The paper is in Garnett, seat of Anderson County (Google map) |
"Dane Hicks, owner and publisher of The Anderson County Review, said in a statement on Facebook that he was removing the cartoon after 'some heartfelt and educational conversations with Jewish leaders in the U.S. and abroad.' the newspaper posted the cartoon Friday, and it drew dozens of critical responses and international attention. A blog post by Hicks on Saturday defending it also drew critical responses."

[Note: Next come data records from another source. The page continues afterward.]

//! Evaluation Pipeline
//!
//! extract → rule score → AI score → blend → decide. Stateless apart from
//! the configuration it is built with; shared across requests.

use std::sync::Arc;

use pitchguard_core::{
    blend, decide_outcome, score_signals, AiScore, BehavioralData, DecisionOutcome, DetectionResult,
    FormData, RuleSet, ScoreCard, SignalExtractor, Thresholds,
};

use super::ai_scorer::AiScorer;

/// Everything one evaluation produced
#[derive(Debug, Clone)]
pub struct Evaluation {
    pub detection: DetectionResult,
    pub rule: ScoreCard,
    pub ai: AiScore,
    pub blended: ScoreCard,
    pub outcome: DecisionOutcome,
}

pub struct EvaluationEngine {
    extractor: SignalExtractor,
    thresholds: Thresholds,
    scorer: Arc<dyn AiScorer>,
}

impl EvaluationEngine {
    pub fn new(rules: RuleSet, thresholds: Thresholds, scorer: Arc<dyn AiScorer>) -> Self {
        if thresholds.is_inverted() {
            tracing::warn!(
                "threshold_spam ({}) is below threshold_sales ({}); challenged tier is unreachable",
                thresholds.spam,
                thresholds.sales
            );
        }
        Self {
            extractor: SignalExtractor::new(rules),
            thresholds,
            scorer,
        }
    }

    pub fn ai_enabled(&self) -> bool {
        self.scorer.is_enabled()
    }

    pub async fn evaluate(&self, form_data: &FormData, behavior: &BehavioralData) -> Evaluation {
        let signals = self.extractor.extract(form_data);
        let detection = DetectionResult::from(&signals);
        let rule = score_signals(&signals, self.extractor.rules(), behavior);

        let ai = self.scorer.score(&signals.corpus, &detection).await;
        let blended = blend(&rule, &ai);
        let outcome = decide_outcome(blended.sales, blended.spam, &self.thresholds);

        tracing::debug!(
            rule_sales = rule.sales,
            rule_spam = rule.spam,
            ai_sales = ai.sales_score,
            ai_spam = ai.spam_score,
            decision = %outcome.decision,
            "Evaluation scored"
        );

        Evaluation {
            detection,
            rule,
            ai,
            blended,
            outcome,
        }
    }
}

#[cfg(test)]
mod tests {
    use super::*;
    use crate::logic::ai_scorer::DisabledAiScorer;
    use async_trait::async_trait;
    use pitchguard_core::models::form_data;
    use pitchguard_core::Decision;

    struct FixedScorer(f64, f64);

    #[async_trait]
    impl AiScorer for FixedScorer {
        async fn score(&self, _corpus: &str, _detection: &DetectionResult) -> AiScore {
            AiScore {
                sales_score: self.0,
                spam_score: self.1,
                reasoning: "fixed".into(),
            }
        }

        fn is_enabled(&self) -> bool {
            true
        }
    }

    fn approx(a: f64, b: f64) -> bool {
        (a - b).abs() < 1e-9
    }

    #[tokio::test]
    async fn test_rule_only_pitch_is_allowed() {
        let engine = EvaluationEngine::new(RuleSet::default(), Thresholds::default(), Arc::new(DisabledAiScorer));
        let data = form_data([("message", "営業提案です。詳細はこちら https://example.com")]);

        let evaluation = engine.evaluate(&data, &BehavioralData::default()).await;

        // rule 0.6, blended 0.36: below the hold floor of 0.5
        assert!(approx(evaluation.rule.sales, 0.6));
        assert!(approx(evaluation.blended.sales, 0.36));
        assert_eq!(evaluation.outcome.decision, Decision::Allowed);
    }

    #[tokio::test]
    async fn test_ai_score_pushes_into_block() {
        let engine = EvaluationEngine::new(RuleSet::default(), Thresholds::default(), Arc::new(FixedScorer(1.0, 0.0)));
        let data = form_data([("message", "営業提案です https://calendly.com/acme")]);

        let evaluation = engine.evaluate(&data, &BehavioralData::default()).await;

        // rule 0.9 → 0.54 + ai 0.4 = 0.94
        assert!(approx(evaluation.blended.sales, 0.94));
        assert_eq!(evaluation.outcome.decision, Decision::Blocked);
        assert!(evaluation.blended.reasons.contains(&"ai:fixed".to_string()));
    }

    #[tokio::test]
    async fn test_fast_paste_submission_scores_spam() {
        let engine = EvaluationEngine::new(RuleSet::default(), Thresholds::default(), Arc::new(FixedScorer(0.5, 0.5)));
        let behavior = BehavioralData {
            paste_detected: true,
            time_to_submit: Some(1.2),
        };

        let evaluation = engine.evaluate(&form_data([("message", "hi")]), &behavior).await;

        // sales: 0.6×0.2 + 0.4×0.5 = 0.32, spam: 0.6×0.3 + 0.4×0.5 = 0.38
        assert!(approx(evaluation.blended.sales, 0.32));
        assert!(approx(evaluation.blended.spam, 0.38));
        assert_eq!(evaluation.outcome.decision, Decision::Allowed);
    }

    #[tokio::test]
    async fn test_challenge_carries_question() {
        let engine = EvaluationEngine::new(RuleSet::default(), Thresholds::default(), Arc::new(FixedScorer(0.9, 0.0)));
        let data = form_data([("message", "営業提案のご連絡 https://example.com")]);

        let evaluation = engine.evaluate(&data, &BehavioralData::default()).await;

        // 0.6×0.6 + 0.4×0.9 = 0.72
        assert!(approx(evaluation.blended.sales, 0.72));
        assert_eq!(evaluation.outcome.decision, Decision::Challenged);
        assert!(evaluation.outcome.challenge.is_some());
    }
}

The cartoon showed Kelly wearing a mask with a Star of David on it, next to a digitally altered image of people being loaded onto train cars, with the caption, “Lockdown Laura says: Put on your mask ... and step onto the cattle car.” Hicks told AP that he assembled the images and planned to run the cartoon in the paper’s print edition Tuesday. The paper, in Garnett, is the only one in the county.
Hicks said in his statement, “I can acknowledge the imagery in my recent editorial cartoon describing state government overreach in Kansas with images of the Holocaust was deeply hurtful to members of a culture who’ve been dealt plenty of hurt throughout history — people to whom I never desired to be hurtful in the illustration of my point.”
AP reports, "State law allows counties to opt out of her mask mandate, and Anderson County has done so. It has about 7,900 residents in a conservative swath of eastern Kansas, and President Donald Trump carried it with nearly 73% of the vote in 2016. The state health department has reported only four coronavirus cases for Anderson County, all of them since May 8."